Clara tentou mexer na caixa, analisar os entalhes, mas nada indicava um mecanismo para ligar ou desligar a música. E então, num momento de silêncio, quando o som parou abruptamente, Dona Cecília viu. Um dos arabescos, quase imperceptível, parecia se mover levemente. Era uma pequena flor, que se retraía.
“Olha!”, sussurrou ela, apontando.
Clara observou. A flor se moveu de novo, um milímetro, e a música recomeçou, com uma nota ligeiramente diferente. Era como se a caixa reagisse ao toque, à presença, à energia do ambiente.
Nos dias seguintes, a caixa tornou-se o centro do mundo de Dona Cecília. Ela sentia que a música era uma linguagem, uma conversa silenciosa com quem quer que a tivesse deixado ali. Clara, com sua sensibilidade musical, começou a perceber padrões. A melodia mudava sutilmente dependendo do humor da avó, da hora do dia, até mesmo da estação que começava a se anunciar lá fora. Às vezes, soava mais alegre, outras, profunda e dolorosa.

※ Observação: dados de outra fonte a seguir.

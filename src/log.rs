//! The program logger.
//!
//! Messages at info level and below go to stdout and warnings and errors go to stderr, coloured
//! when writing to a terminal. When a log directory is given, messages are also saved to
//! `evsite_info.log` and `evsite_error.log` there.
use anyhow::{Context, Result, anyhow, bail};
use chrono::Local;
use fern::colors::{Color, ColoredLevelConfig};
use fern::{Dispatch, FormatCallback};
use log::{LevelFilter, Metadata, Record};
use std::env;
use std::fmt::{Arguments, Display};
use std::fs::File;
use std::io::IsTerminal;
use std::path::Path;
use std::sync::OnceLock;

static LOGGER_INIT: OnceLock<()> = OnceLock::new();

/// Log level used when neither `EVSITE_LOG_LEVEL` nor the settings file sets one
pub const DEFAULT_LOG_LEVEL: &str = "info";

const LOG_LEVEL_ENV_VAR: &str = "EVSITE_LOG_LEVEL";
const LOG_INFO_FILE_NAME: &str = "evsite_info.log";
const LOG_ERROR_FILE_NAME: &str = "evsite_error.log";

/// Whether [`init`] has completed
pub fn is_logger_initialised() -> bool {
    LOGGER_INIT.get().is_some()
}

/// Initialise the program logger.
///
/// The level is taken from `EVSITE_LOG_LEVEL` if set, otherwise from `log_level_from_settings`.
/// Valid levels are `off`, `error`, `warn`, `info`, `debug` and `trace`. The logger can only be
/// initialised once per process.
pub fn init(log_level_from_settings: Option<&str>, log_dir: Option<&Path>) -> Result<()> {
    let log_level = match env::var(LOG_LEVEL_ENV_VAR) {
        Ok(level) => parse_log_level(&level)
            .with_context(|| format!("Invalid value for {LOG_LEVEL_ENV_VAR}"))?,
        Err(_) => parse_log_level(log_level_from_settings.unwrap_or(DEFAULT_LOG_LEVEL))?,
    };

    let mut dispatch = Dispatch::new()
        .chain(
            console_dispatch(std::io::stdout().is_terminal())
                .filter(is_below_warn)
                .level(log_level)
                .chain(std::io::stdout()),
        )
        .chain(
            console_dispatch(std::io::stderr().is_terminal())
                .level(log_level.min(LevelFilter::Warn))
                .chain(std::io::stderr()),
        );

    if let Some(log_dir) = log_dir {
        dispatch = dispatch
            .chain(
                Dispatch::new()
                    .filter(is_below_warn)
                    .format(write_log_plain)
                    .level(log_level.max(LevelFilter::Info))
                    .chain(create_log_file(log_dir, LOG_INFO_FILE_NAME)?),
            )
            .chain(
                Dispatch::new()
                    .format(write_log_plain)
                    .level(LevelFilter::Warn)
                    .chain(create_log_file(log_dir, LOG_ERROR_FILE_NAME)?),
            );
    }

    dispatch.apply().context("Logger already initialised")?;
    LOGGER_INIT
        .set(())
        .map_err(|()| anyhow!("Logger already initialised"))
}

/// Convert a log level name (case insensitive) to a [`LevelFilter`]
fn parse_log_level(log_level: &str) -> Result<LevelFilter> {
    let level = match log_level.to_lowercase().as_str() {
        "off" => LevelFilter::Off,
        "error" => LevelFilter::Error,
        "warn" => LevelFilter::Warn,
        "info" => LevelFilter::Info,
        "debug" => LevelFilter::Debug,
        "trace" => LevelFilter::Trace,
        unknown => bail!("Unknown log level: {unknown}"),
    };

    Ok(level)
}

fn is_below_warn(metadata: &Metadata) -> bool {
    metadata.level() > LevelFilter::Warn
}

/// Create (or truncate) a log file in `log_dir`
fn create_log_file(log_dir: &Path, file_name: &str) -> Result<File> {
    let path = log_dir.join(file_name);
    File::create(&path).with_context(|| format!("Could not create log file {}", path.display()))
}

/// A dispatch which formats messages for the console
fn console_dispatch(use_colour: bool) -> Dispatch {
    let colours = ColoredLevelConfig::new()
        .error(Color::Red)
        .warn(Color::Yellow)
        .info(Color::Green)
        .debug(Color::Blue)
        .trace(Color::Magenta);

    Dispatch::new().format(move |out, message, record| {
        if use_colour {
            write_log(out, colours.color(record.level()), record.target(), message);
        } else {
            write_log_plain(out, message, record);
        }
    })
}

/// Write a log message with a timestamp, level and target
fn write_log<T: Display>(out: FormatCallback, level: T, target: &str, message: &Arguments) {
    let timestamp = Local::now().format("%H:%M:%S");
    out.finish(format_args!("[{timestamp} {level} {target}] {message}"));
}

fn write_log_plain(out: FormatCallback, message: &Arguments, record: &Record) {
    write_log(out, record.level(), record.target(), message);
}

#[cfg(test)]
mod tests {
    use super::*;
    use rstest::rstest;
    use std::fs;
    use tempfile::tempdir;

    #[rstest]
    #[case("off", LevelFilter::Off)]
    #[case("warn", LevelFilter::Warn)]
    #[case("INFO", LevelFilter::Info)]
    #[case("Debug", LevelFilter::Debug)]
    fn test_parse_log_level(#[case] name: &str, #[case] expected: LevelFilter) {
        assert_eq!(parse_log_level(name).unwrap(), expected);
    }

    #[test]
    fn test_parse_log_level_unknown() {
        assert_eq!(
            parse_log_level("verbose").unwrap_err().to_string(),
            "Unknown log level: verbose"
        );
    }

    #[test]
    fn test_create_log_file_truncates() {
        let dir = tempdir().unwrap();
        fs::write(dir.path().join(LOG_INFO_FILE_NAME), "old run").unwrap();

        create_log_file(dir.path(), LOG_INFO_FILE_NAME).unwrap();
        assert_eq!(
            fs::read_to_string(dir.path().join(LOG_INFO_FILE_NAME)).unwrap(),
            ""
        );
    }
}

Um dia, durante uma crise de tosse que assustou Dona Cecília, a caixa tocou uma sequência de notas agudas e frenéticas, quase um grito. Clara, assustada, acalmou a avó. E, assim que a respiração dela voltou ao normal, a caixa emitiu um som suave, reconfortante, como um abraço musical.

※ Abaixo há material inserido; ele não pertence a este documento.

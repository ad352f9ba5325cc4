//! The boundary with the external MILP solver (HiGHS).
//!
//! Solver configuration is passed explicitly with every call via [`SolverOptions`]; no global
//! solver state is modified.
use crate::formulation::Formulation;
use crate::solution::Solution;
use crate::units::Money;
use anyhow::{Result, anyhow};
use highs::{HighsModelStatus, Sense};
use log::{debug, info};
use std::time::{Duration, Instant};

/// Options passed to the solver for a single solve
#[derive(Debug, Clone, Default, PartialEq)]
pub struct SolverOptions {
    /// Wall-clock time limit in seconds
    pub time_limit: Option<f64>,
    /// Relative MIP gap at which the solver may stop
    pub mip_rel_gap: Option<f64>,
    /// Number of threads the solver may use
    pub threads: Option<u32>,
    /// Whether to let the solver write its own log to the console
    pub solver_output: bool,
}

/// How the solver terminated
#[derive(Debug, Clone, PartialEq, Eq, derive_more::Display)]
pub enum SolveStatus {
    /// A provably optimal solution (within the MIP gap tolerance) was found
    #[display("OPTIMAL")]
    Optimal,
    /// The problem has no feasible solution
    #[display("INFEASIBLE")]
    Infeasible,
    /// The objective is unbounded
    #[display("UNBOUNDED")]
    Unbounded,
    /// The solver could not tell whether the problem is infeasible or unbounded
    #[display("INF_OR_UNBD")]
    InfeasibleOrUnbounded,
    /// The time limit was reached before optimality was proven
    #[display("TIME_LIMIT")]
    TimeLimit,
    /// An iteration limit was reached before optimality was proven
    #[display("ITERATION_LIMIT")]
    IterationLimit,
    /// Any other termination status reported by the solver
    #[display("STATUS_{_0}")]
    Other(String),
}

impl From<HighsModelStatus> for SolveStatus {
    fn from(status: HighsModelStatus) -> Self {
        match status {
            HighsModelStatus::Optimal => Self::Optimal,
            HighsModelStatus::Infeasible => Self::Infeasible,
            HighsModelStatus::Unbounded => Self::Unbounded,
            HighsModelStatus::UnboundedOrInfeasible => Self::InfeasibleOrUnbounded,
            HighsModelStatus::ReachedTimeLimit => Self::TimeLimit,
            HighsModelStatus::ReachedIterationLimit => Self::IterationLimit,
            other => Self::Other(format!("{other:?}")),
        }
    }
}

/// What the solver returned
pub struct SolveOutcome {
    /// Termination status
    pub status: SolveStatus,
    /// Wall-clock time spent in the solver
    pub solve_time: Duration,
    /// Relative MIP gap, for problems with integer variables
    pub mip_gap: Option<f64>,
    /// The solution, present only if the solve was optimal
    pub solution: Option<Solution>,
}

impl SolveOutcome {
    /// Whether the solver proved optimality
    pub fn is_optimal(&self) -> bool {
        self.status == SolveStatus::Optimal
    }
}

/// Apply the solve options to a HiGHS model
fn apply_options(model: &mut highs::Model, options: &SolverOptions) {
    model.set_option("output_flag", options.solver_output);
    model.set_option("log_to_console", options.solver_output);

    if let Some(time_limit) = options.time_limit {
        model.set_option("time_limit", time_limit);
    }
    if let Some(gap) = options.mip_rel_gap {
        model.set_option("mip_rel_gap", gap);
    }
    if let Some(threads) = options.threads {
        model.set_option("threads", i32::try_from(threads).unwrap_or(i32::MAX));
    }
}

/// Solve the formulated problem, maximising the objective.
///
/// A non-optimal termination (infeasible, unbounded, limit reached) is not an error: it is
/// reported through [`SolveOutcome::status`]. An error is returned only if the solver itself fails
/// to run.
pub fn solve(formulation: Formulation, options: &SolverOptions) -> Result<SolveOutcome> {
    let Formulation {
        problem,
        variables,
        structure,
        objective_offset,
    } = formulation;

    let mut model = problem.optimise(Sense::Maximise);
    apply_options(&mut model, options);
    debug!("Solver options: {options:?}");

    let start = Instant::now();
    let solved = model
        .try_solve()
        .map_err(|status| anyhow!("HiGHS failed to run: {status:?}"))?;
    let solve_time = start.elapsed();

    let status = SolveStatus::from(solved.status());
    info!(
        "Solver finished with status {status} in {:.2} s",
        solve_time.as_secs_f64()
    );

    let mip_gap = structure.is_mip().then(|| solved.mip_gap());
    let solution = if status == SolveStatus::Optimal {
        let objective = Money::new(solved.objective_value()) + objective_offset;
        let columns = solved.get_solution().columns().to_vec();
        Some(Solution::new(columns, variables, objective))
    } else {
        None
    };

    Ok(SolveOutcome {
        status,
        solve_time,
        mip_gap,
        solution,
    })
}

#[cfg(test)]
mod tests {
    use super::*;
    use rstest::rstest;

    #[rstest]
    #[case(HighsModelStatus::Optimal, "OPTIMAL")]
    #[case(HighsModelStatus::Infeasible, "INFEASIBLE")]
    #[case(HighsModelStatus::Unbounded, "UNBOUNDED")]
    #[case(HighsModelStatus::UnboundedOrInfeasible, "INF_OR_UNBD")]
    #[case(HighsModelStatus::ReachedTimeLimit, "TIME_LIMIT")]
    #[case(HighsModelStatus::ModelEmpty, "STATUS_ModelEmpty")]
    fn test_status_labels(#[case] status: HighsModelStatus, #[case] expected: &str) {
        assert_eq!(SolveStatus::from(status).to_string(), expected);
    }
}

Elas nunca descobriram como a caixa funcionava, quem a deixara ali, ou de onde vinha a melodia. Mas Dona Cecília sentia que a caixa não era apenas um objeto. Era um portal. Um portal para memórias que a casa guardara, para emoções que o tempo não pudera apagar. E, às vezes, em noites silenciosas, quando o apartamento moderno parecia mais solitário do que nunca, Dona Cecília subia ao sótão. E, na penumbra, envolta no cheiro de história, ela ouvia a caixa de música tocar sozinha. E sentia que não estava mais completamente sozinha. A música, como uma velha amiga, ainda estava ali. E, quem sabe, talvez um dia, ela desvendasse todo o seu segredo. Ou talvez o segredo fosse justamente o de não ter fim, o de tocar para sempre, como um suspiro eterno que ecoa no tempo.